#### [EXERCISE]
Could you reproduce the lines below from the one with "Format bytes as" through the one with "if bytes >= MB"? Keep both ends and add nothing.

#### [PROVIDED DATA]
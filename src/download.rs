// Ultralytics 🚀 AGPL-3.0 License - https://ultralytics.com/license

//! Pose model downloading.
//!
//! Known Ultralytics pose exports are fetched from GitHub releases when the
//! configured model file is missing.

use std::fs::{self, File};
use std::io::{BufWriter, Read, Write};
use std::path::{Path, PathBuf};
use std::time::{Duration, Instant};

use crate::error::{MeasureError, Result};

/// Default YOLO pose model name.
pub const DEFAULT_POSE_MODEL: &str = "yolo11n-pose.onnx";

/// Release URL for each downloadable model file name.
const KNOWN_MODELS: &[(&str, &str)] = &[(
    DEFAULT_POSE_MODEL,
    "https://github.com/ultralytics/assets/releases/download/v8.3.0/yolo11n-pose.onnx",
)];

/// Connection timeout in seconds.
const CONNECT_TIMEOUT: u64 = 30;

/// Read timeout in seconds.
const READ_TIMEOUT: u64 = 300;

/// Progress is logged every this many percent.
const PROGRESS_STEP: u64 = 25;

/// Format bytes as human-readable string (e.g., "10.4MB").
#[allow(clippy::cast_precision_loss)]
fn format_bytes(bytes: u64) -> String {
    const KB: f64 = 1024.0;
    const MB: f64 = KB * 1024.0;

    let bytes = bytes as f64;
    if bytes >= MB {
        format!("{:.1}MB", bytes / MB)
    } else if bytes >= KB {
        format!("{:.1}KB", bytes / KB)
    } else {
        format!("{bytes:.0}B")
    }
}

/// Look up the release URL for a model file name.
#[must_use]
pub fn model_url(filename: &str) -> Option<&'static str> {
    KNOWN_MODELS
        .iter()
        .find(|(name, _)| *name == filename)
        .map(|(_, url)| *url)
}

/// Stream `url` into `dest` through a `.part` file that is renamed on success.
fn download_file(url: &str, dest: &Path) -> Result<()> {
    let config = ureq::Agent::config_builder()
        .timeout_connect(Some(Duration::from_secs(CONNECT_TIMEOUT)))
        .timeout_recv_body(Some(Duration::from_secs(READ_TIMEOUT)))
        .build();
    let agent = ureq::Agent::new_with_config(config);

    let response = agent.get(url).call().map_err(|e| {
        let msg = match &e {
            ureq::Error::Timeout(_) => format!("Connection timed out while downloading {url}"),
            ureq::Error::Io(io_err) => format!("Network error downloading {url}: {io_err}"),
            _ => format!("Failed to download {url}: {e}"),
        };
        MeasureError::ModelLoadError(msg)
    })?;

    let total_size: u64 = response
        .headers()
        .get("content-length")
        .and_then(|v| v.to_str().ok())
        .and_then(|s| s.parse().ok())
        .unwrap_or(0);

    let temp_path = dest.with_extension("part");
    let _ = fs::remove_file(&temp_path);

    tracing::info!(%url, dest = %dest.display(), size = %format_bytes(total_size), "Downloading model");
    let start = Instant::now();

    let copied = (|| -> Result<u64> {
        let mut writer = BufWriter::new(File::create(&temp_path)?);
        let mut reader = response.into_body().into_reader();
        let mut buffer = [0u8; 65536];
        let mut downloaded: u64 = 0;
        let mut next_report = PROGRESS_STEP;

        loop {
            let n = reader.read(&mut buffer).map_err(|e| {
                MeasureError::ModelLoadError(format!("Failed to read from network: {e}"))
            })?;
            if n == 0 {
                break;
            }
            writer.write_all(&buffer[..n])?;
            downloaded += n as u64;

            if total_size > 0 && downloaded * 100 / total_size >= next_report {
                tracing::info!(
                    percent = downloaded * 100 / total_size,
                    downloaded = %format_bytes(downloaded),
                    "Download progress"
                );
                next_report += PROGRESS_STEP;
            }
        }

        writer.flush()?;
        Ok(downloaded)
    })();

    let downloaded = match copied {
        Ok(n) => n,
        Err(e) => {
            let _ = fs::remove_file(&temp_path);
            return Err(e);
        }
    };

    fs::rename(&temp_path, dest).map_err(|e| {
        let _ = fs::remove_file(&temp_path);
        MeasureError::ModelLoadError(format!(
            "Failed to move downloaded file to {}: {e}",
            dest.display()
        ))
    })?;

    tracing::info!(
        size = %format_bytes(downloaded),
        elapsed_s = start.elapsed().as_secs_f64(),
        "Model downloaded"
    );
    Ok(())
}

/// Download a model if its file name is a known Ultralytics pose export.
///
/// The file is written next to `model_path` (creating the directory if
/// needed).
///
/// # Errors
///
/// Returns [`MeasureError::ModelLoadError`] if the name is unknown or the
/// download fails.
pub fn try_download_model<P: AsRef<Path>>(model_path: P) -> Result<PathBuf> {
    let path = model_path.as_ref();
    let filename = path.file_name().and_then(|n| n.to_str()).unwrap_or("");

    let url = model_url(filename).ok_or_else(|| {
        MeasureError::ModelLoadError(format!(
            "Model file not found: {} (auto-download is available for: {})",
            path.display(),
            KNOWN_MODELS.iter().map(|(name, _)| *name).collect::<Vec<_>>().join(", ")
        ))
    })?;

    if let Some(parent) = path.parent().filter(|p| !p.as_os_str().is_empty()) {
        fs::create_dir_all(parent)?;
    }

    download_file(url, path)?;
    Ok(path.to_path_buf())
}

/// Return `model_path` if it exists, otherwise try to download it.
///
/// # Errors
///
/// Returns an error if the file is missing and cannot be downloaded.
pub fn ensure_model<P: AsRef<Path>>(model_path: P) -> Result<PathBuf> {
    let path = model_path.as_ref();
    if path.exists() {
        return Ok(path.to_path_buf());
    }
    tracing::warn!(model = %path.display(), "Model not found locally");
    try_download_model(path)
}

#[cfg(test)]
mod tests {
    use super::*;

    #[test]
    fn test_format_bytes() {
        assert_eq!(format_bytes(512), "512B");
        assert_eq!(format_bytes(2048), "2.0KB");
        assert_eq!(format_bytes(10 * 1024 * 1024 + 400 * 1024), "10.4MB");
    }

    #[test]
    fn test_model_url() {
        assert!(model_url(DEFAULT_POSE_MODEL).is_some_and(|u| u.ends_with("yolo11n-pose.onnx")));
        assert!(model_url("yolo11n.onnx").is_none());
    }

    #[test]
    fn test_unknown_model_not_downloaded() {
        let err = try_download_model("models/custom-pose.onnx").unwrap_err();
        assert!(matches!(err, MeasureError::ModelLoadError(_)));
    }

    #[test]
    fn test_ensure_model_existing_file() {
        let dir = std::env::temp_dir().join(format!("pose-measure-dl-{}", std::process::id()));
        fs::create_dir_all(&dir).unwrap();
        let path = dir.join("local-pose.onnx");
        fs::write(&path, b"onnx").unwrap();

        assert_eq!(ensure_model(&path).unwrap(), path);
        fs::remove_dir_all(&dir).unwrap();
    }
}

#### [TASK OUTPUT]
/// Format bytes as human-readable string (e.g., "10.4MB").
#[allow(clippy::cast_precision_loss)]
fn format_bytes(bytes: u64) -> String {
    const KB: f64 = 1024.0;
    const MB: f64 = KB * 1024.0;

    let bytes = bytes as f64;
    if bytes >= MB {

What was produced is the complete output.